The new strategy takes note of the continued threats to the US “from transnational terrorists and militants operating from within Pakistan. The prospect for an Indo-Pakistani military conflict that could lead to a nuclear exchange remains a key concern requiring consistent diplomatic attention”. Washington would press Pakistan to intensify its counter-terrorism efforts and “take decisive action against militant and terrorist groups operating from its soil”. It would also encourage Pakistan to continue demonstrating that it is a responsible steward of its nuclear assets. As for Afghanistan, the US would support the Afghan government in its fight against “the Taliban, al-Qaeda, ISIS, and other terrorists”. This support would aim to convince the Taliban that they cannot win on the battlefield, thus, paving the way for diplomatic efforts to achieve enduring peace in Afghanistan.

The highlights of the Trump administration’s national security policy given above reaffirm in many ways the essential features of the US policy towards Asia and South Asia that was being pursued by earlier administrations. There would, of course, be a greater emphasis on the build-up of the US military might than was the case during the Obama administration as reflected by the sharply increased US military budget of $700 billion for the fiscal year 2017-18. But the US policy of containment of China would continue as would the US policy of building up India as a counter-weight to China, particularly in South Asia and the Indian Ocean region. As for Pakistan, it would remain under the US pressure for its alleged support to the Taliban and other militant groups operating from its soil for terrorist activities in Afghanistan and India. It is likely that if Islamabad does not fall in line with the US demands, Washington would place increasing restrictions on its development and military assistance to Pakistan. If the situation deteriorates further, the possibility of other punitive actions cannot be ruled out.

US Vice President’s recent statement in Kabul charging that “For too long, Pakistan has provided safe haven to the Taliban and many terrorist organizations, but those days are over” and warning that President Trump “had put Pakistan on notice”, has elicited responses from both the Pakistan Foreign Office and DG ISPR. But this is not enough. The harsh statement by the US Vice President calls for a thorough review of our internal and external policies so as to come out with an agreed course of action after in-depth discussions among all the state institutions concerned.

In the face of the new US national security strategy, it is imperative that we maintain national unity and cohesive functioning of the various state institutions, including civil and military as well as executive, legislature, and judiciary, within their constitutional limits. None of them has the monopoly of wisdom, integrity, or patriotism. No institution can be or should be allowed to assume the role of a state within a state. None should be allowed to transgress its constitutional limits to encroach upon the functions of the others. Unfortunately, some institutions of the state have violated these red lines in the past to generate the current climate of political instability, the last thing that the country needs at this critical moment in its history.

Secondly, our state institutions should focus on a realistic assessment of the current internal and external situation confronting the nation with a view to developing viable policy options for the consideration of the government with the aim to safeguard the country’s security, promote its economic well-being, and protect its cultural identity and values.

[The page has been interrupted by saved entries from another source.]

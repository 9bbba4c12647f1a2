// SPDX-License-Identifier: Apache-2.0
// © James Ross Ω FLYING•ROBOTS <https://github.com/flyingrobots>

use thiserror::Error;

/// Failures raised by fallible box constructors and accessors.
#[derive(Debug, Clone, Copy, PartialEq, Eq, Error)]
pub enum BoxError {
    /// Corner index outside `0..=7`.
    #[error("corner index {index} out of range (a box has 8 corners, 0..=7)")]
    CornerOutOfRange {
        /// Offending index.
        index: usize,
    },
    /// A box cannot be bounded from zero points.
    #[error("cannot build a bounding box from an empty point set")]
    EmptyPointSet,
}
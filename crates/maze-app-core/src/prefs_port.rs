// SPDX-License-Identifier: Apache-2.0
// © James Ross Ω FLYING•ROBOTS <https://github.com/flyingrobots>
//! Best-effort prefs port for the frame loop.

use tracing::warn;

use crate::prefs::MazePrefs;
use crate::prefs_store::{PrefsService, PrefsStore};

/// Prefs access that never fails the caller; problems are logged.
pub trait PrefsPort {
    /// Stored prefs, or `None` if missing or unreadable.
    fn load_prefs(&self) -> Option<MazePrefs>;
    /// Persists prefs; returns `false` if the write failed.
    fn save_prefs(&self, prefs: &MazePrefs) -> bool;
}

impl<S: PrefsStore> PrefsPort for PrefsService<S> {
    fn load_prefs(&self) -> Option<MazePrefs> {
        match self.load() {
            Ok(prefs) => prefs,
            Err(err) => {
                warn!(key = self.key(), %err, "failed to load prefs; using defaults");
                None
            }
        }
    }

    fn save_prefs(&self, prefs: &MazePrefs) -> bool {
        match self.save(prefs) {
            Ok(()) => true,
            Err(err) => {
                warn!(key = self.key(), %err, "failed to save prefs");
                false
            }
        }
    }
}
// SPDX-License-Identifier: Apache-2.0
// © James Ross Ω FLYING•ROBOTS <https://github.com/flyingrobots>
//! Input handling: an explicit input context fed from winit events and read
//! by the frame tick.

use std::collections::HashSet;

use egui_winit::winit::{
    event::{ElementState, KeyEvent, WindowEvent},
    keyboard::{KeyCode, PhysicalKey},
};
use glam::Vec3;

use crate::{camera::FpsCamera, ui_state::UiEvent};

/// Keys held, mouse motion since the last tick, and whether the cursor is
/// captured. Owned by the viewer state and passed by reference.
#[derive(Debug, Default)]
pub struct InputContext {
    held: HashSet<KeyCode>,
    mouse: (f64, f64),
    captured: bool,
}

impl InputContext {
    pub fn press(&mut self, key: KeyCode) {
        self.held.insert(key);
    }

    pub fn release(&mut self, key: KeyCode) {
        self.held.remove(&key);
    }

    pub fn is_down(&self, key: KeyCode) -> bool {
        self.held.contains(&key)
    }

    /// Accumulates raw motion; ignored while the cursor is free.
    pub fn add_mouse_motion(&mut self, dx: f64, dy: f64) {
        if self.captured {
            self.mouse.0 += dx;
            self.mouse.1 += dy;
        }
    }

    pub fn take_mouse_delta(&mut self) -> (f32, f32) {
        let (dx, dy) = std::mem::take(&mut self.mouse);
        (dx as f32, dy as f32)
    }

    pub fn captured(&self) -> bool {
        self.captured
    }

    /// Capturing or releasing the cursor drops held keys and pending motion.
    pub fn set_captured(&mut self, on: bool) {
        self.captured = on;
        self.held.clear();
        self.mouse = (0.0, 0.0);
    }

    pub fn sprinting(&self) -> bool {
        self.is_down(KeyCode::KeyR)
    }

    /// W/S along the horizontal forward, A/D strafe, Space up, Left Shift down.
    /// Not normalised.
    pub fn move_intent(&self, camera: &FpsCamera) -> Vec3 {
        let fwd = camera.flat_forward();
        let right = camera.right();
        let mut dir = Vec3::ZERO;
        for (key, v) in [
            (KeyCode::KeyW, fwd),
            (KeyCode::KeyS, -fwd),
            (KeyCode::KeyD, right),
            (KeyCode::KeyA, -right),
            (KeyCode::Space, Vec3::Y),
            (KeyCode::ShiftLeft, -Vec3::Y),
        ] {
            if self.is_down(key) {
                dir += v;
            }
        }
        dir
    }
}

#[derive(Default)]
pub struct InputOutcome {
    pub ui_event: Option<UiEvent>,
}

pub fn handle_window_event(event: &WindowEvent, input: &mut InputContext) -> InputOutcome {
    let mut out = InputOutcome::default();
    match event {
        WindowEvent::KeyboardInput { event, .. } => {
            out.ui_event = handle_key(event, input);
        }
        WindowEvent::Focused(false) => {
            out.ui_event = Some(UiEvent::FocusLost);
        }
        _ => {}
    }
    out
}

fn handle_key(event: &KeyEvent, input: &mut InputContext) -> Option<UiEvent> {
    let PhysicalKey::Code(code) = event.physical_key else {
        return None;
    };
    key_transition(code, event.state, event.repeat, input)
}

fn key_transition(
    code: KeyCode,
    state: ElementState,
    repeat: bool,
    input: &mut InputContext,
) -> Option<UiEvent> {
    match state {
        ElementState::Pressed => {
            input.press(code);
            if repeat {
                return None;
            }
            match code {
                KeyCode::Escape => Some(UiEvent::EscapePressed),
                KeyCode::Enter | KeyCode::NumpadEnter => Some(UiEvent::EnterPressed),
                _ => None,
            }
        }
        ElementState::Released => {
            input.release(code);
            None
        }
    }
}

#[cfg(test)]
mod tests {
    use super::*;
    use approx::assert_relative_eq;

    #[test]
    fn escape_and_enter_map_to_ui_events() {
        let mut input = InputContext::default();
        assert!(matches!(
            key_transition(KeyCode::Escape, ElementState::Pressed, false, &mut input),
            Some(UiEvent::EscapePressed)
        ));
        assert!(key_transition(KeyCode::Escape, ElementState::Pressed, true, &mut input).is_none());
        assert!(matches!(
            key_transition(KeyCode::NumpadEnter, ElementState::Pressed, false, &mut input),
            Some(UiEvent::EnterPressed)
        ));
    }

    #[test]
    fn held_keys_track_press_and_release() {
        let mut input = InputContext::default();
        key_transition(KeyCode::KeyR, ElementState::Pressed, false, &mut input);
        assert!(input.sprinting());
        key_transition(KeyCode::KeyR, ElementState::Released, false, &mut input);
        assert!(!input.sprinting());
    }

    #[test]
    fn mouse_motion_needs_capture() {
        let mut input = InputContext::default();
        input.add_mouse_motion(5.0, 5.0);
        assert_eq!(input.take_mouse_delta(), (0.0, 0.0));
        input.set_captured(true);
        input.add_mouse_motion(3.0, -1.0);
        input.add_mouse_motion(2.0, -1.0);
        assert_eq!(input.take_mouse_delta(), (5.0, -2.0));
        assert_eq!(input.take_mouse_delta(), (0.0, 0.0));
    }

    #[test]
    fn forward_ignores_pitch() {
        let mut cam = FpsCamera::default();
        cam.look(0.0, -500.0, 0.1, false);
        let mut input = InputContext::default();
        input.press(KeyCode::KeyW);
        let dir = input.move_intent(&cam);
        assert_relative_eq!(dir.y, 0.0);
        assert_relative_eq!(dir.x, 1.0, epsilon = 1e-6);
    }

    #[test]
    fn opposite_keys_cancel() {
        let cam = FpsCamera::default();
        let mut input = InputContext::default();
        input.press(KeyCode::KeyA);
        input.press(KeyCode::KeyD);
        input.press(KeyCode::Space);
        input.press(KeyCode::ShiftLeft);
        assert_eq!(input.move_intent(&cam), Vec3::ZERO);
    }
}
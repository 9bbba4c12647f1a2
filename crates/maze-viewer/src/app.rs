// SPDX-License-Identifier: Apache-2.0
// © James Ross Ω FLYING•ROBOTS <https://github.com/flyingrobots>
//! Top-level application wiring and event loop handler.

use std::time::{Duration, Instant};

use crate::{
    core::UiState,
    maze_image::MazeImage,
    ui_state::{self, UiEffect, UiEvent},
    viewer_state::ViewerState,
    viewport::Viewport,
    Args,
};
use egui_winit::winit::{
    application::ApplicationHandler,
    dpi::LogicalSize,
    event::{DeviceEvent, DeviceId, WindowEvent},
    event_loop::ActiveEventLoop,
    window::{Window, WindowAttributes},
};
use egui_winit::State as EguiWinitState;
use maze_app_core::{
    notice::{NoticeBoard, NoticeLevel},
    prefs_port::PrefsPort,
    prefs_store::{PrefsError, PrefsService},
};
use maze_config_fs::FsPrefsStore;
use tracing::{error, info, warn};

const NOTICE_TTL: Duration = Duration::from_secs(4);

pub struct App {
    pub viewports: Vec<Viewport>,
    pub egui_ctx: egui::Context,
    pub prefs: Option<Box<dyn PrefsPort>>,
    pub notices: NoticeBoard,
    pub ui: UiState,
    pub viewer: ViewerState,
    pub exit_requested: bool,
}

impl App {
    pub fn new(args: &Args, maze: MazeImage) -> Self {
        let egui_ctx = egui::Context::default();
        let mut notices = NoticeBoard::new(8);
        let now = Instant::now();

        let service = open_prefs(args.reset_prefs);
        let loaded = match &service {
            Ok(svc) if !args.reset_prefs => svc.load_prefs(),
            Ok(_) => None,
            Err(err) => {
                warn!(%err, "prefs store unavailable");
                notices.post(
                    NoticeLevel::Warn,
                    "Prefs store unavailable; settings won't persist",
                    NOTICE_TTL,
                    now,
                );
                None
            }
        };
        let prefs = service
            .ok()
            .map(|svc| Box::new(svc) as Box<dyn PrefsPort>);
        let mut initial = loaded.unwrap_or_default();
        if args.vsync {
            initial.hud.vsync = true;
        }

        let MazeImage { bitmap, minimap } = maze;
        let mut viewer =
            ViewerState::new(bitmap, args.world_config(), args.resolver(), initial);
        viewer.minimap =
            Some(egui_ctx.load_texture("minimap", minimap, egui::TextureOptions::NEAREST));

        notices.post(
            NoticeLevel::Info,
            "Press Enter to play",
            NOTICE_TTL,
            now,
        );

        Self {
            viewports: Vec::new(),
            egui_ctx,
            prefs,
            notices,
            ui: UiState::new(),
            viewer,
            exit_requested: false,
        }
    }

    pub fn apply_ui_event(&mut self, ev: UiEvent) {
        let (next, effects) = ui_state::reduce(&self.ui, ev);
        self.ui = next;
        for eff in effects {
            match eff {
                UiEffect::CaptureCursor(on) => {
                    if let Some(vp) = self.viewports.first() {
                        vp.capture_cursor(on);
                    }
                    self.viewer.input.set_captured(on);
                }
                UiEffect::SavePrefs => {
                    let saved = self
                        .prefs
                        .as_ref()
                        .is_some_and(|p| p.save_prefs(&self.viewer.export_prefs()));
                    let (level, text) = if saved {
                        (NoticeLevel::Info, "Settings saved")
                    } else {
                        (NoticeLevel::Warn, "Settings could not be saved")
                    };
                    self.notices.post(level, text, NOTICE_TTL, Instant::now());
                }
                UiEffect::Notice(text) => {
                    self.notices
                        .post(NoticeLevel::Info, text, NOTICE_TTL, Instant::now());
                }
                UiEffect::Quit => {
                    info!("quit requested");
                    self.exit_requested = true;
                }
            }
        }
    }
}

fn open_prefs(reset: bool) -> Result<PrefsService<FsPrefsStore>, PrefsError> {
    let service = PrefsService::new(FsPrefsStore::new()?);
    if reset {
        service.reset()?;
        info!(key = service.key(), "prefs reset to defaults");
    }
    Ok(service)
}

impl ApplicationHandler for App {
    fn resumed(&mut self, event_loop: &ActiveEventLoop) {
        if !self.viewports.is_empty() {
            return;
        }
        let window = match event_loop.create_window(
            WindowAttributes::default()
                .with_title("playmz")
                .with_inner_size(LogicalSize::new(1280.0, 720.0))
                .with_visible(true),
        ) {
            Ok(w) => w,
            Err(err) => {
                error!(%err, "window creation failed");
                event_loop.exit();
                return;
            }
        };
        let window: &'static Window = Box::leak(Box::new(window));
        let mut gpu = match pollster::block_on(crate::gpu::Gpu::new(window)) {
            Ok(gpu) => gpu,
            Err(err) => {
                error!(%err, "gpu init failed");
                event_loop.exit();
                return;
            }
        };
        gpu.set_vsync(self.viewer.prefs.hud.vsync);
        let egui_state = EguiWinitState::new(
            self.egui_ctx.clone(),
            egui::ViewportId::ROOT,
            event_loop,
            None,
            None,
            None,
        );
        let egui_renderer = egui_wgpu::Renderer::new(
            &gpu.device,
            gpu.config.format,
            egui_wgpu::RendererOptions::default(),
        );
        self.viewports.push(Viewport {
            window,
            gpu,
            egui_state,
            egui_renderer,
        });
    }

    fn window_event(
        &mut self,
        event_loop: &ActiveEventLoop,
        window_id: egui_winit::winit::window::WindowId,
        event: WindowEvent,
    ) {
        self.handle_window_event(window_id, event);
        if self.exit_requested {
            event_loop.exit();
        }
    }

    fn device_event(&mut self, _event_loop: &ActiveEventLoop, _id: DeviceId, event: DeviceEvent) {
        if let DeviceEvent::MouseMotion { delta } = event {
            self.viewer.input.add_mouse_motion(delta.0, delta.1);
        }
    }

    fn about_to_wait(&mut self, event_loop: &ActiveEventLoop) {
        if self.exit_requested {
            event_loop.exit();
            return;
        }
        if self.viewports.is_empty() {
            return;
        }
        self.frame();
    }
}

Emotional responses to complex situations and issues should be avoided. This in the ultimate analysis is the question of governance where unfortunately all our state institutions are lacking and need to improve their performance. Finally, we should squarely face the reality that in the years to come there is going to be an inexorable process of the convergence of the strategic interests of the US and India, which carries serious negative implications for Pakistan’s security and economic prosperity. We cannot simply wish away this trend. Our effort instead should be to take into account this trend adequately in the formulation of our policies in various fields.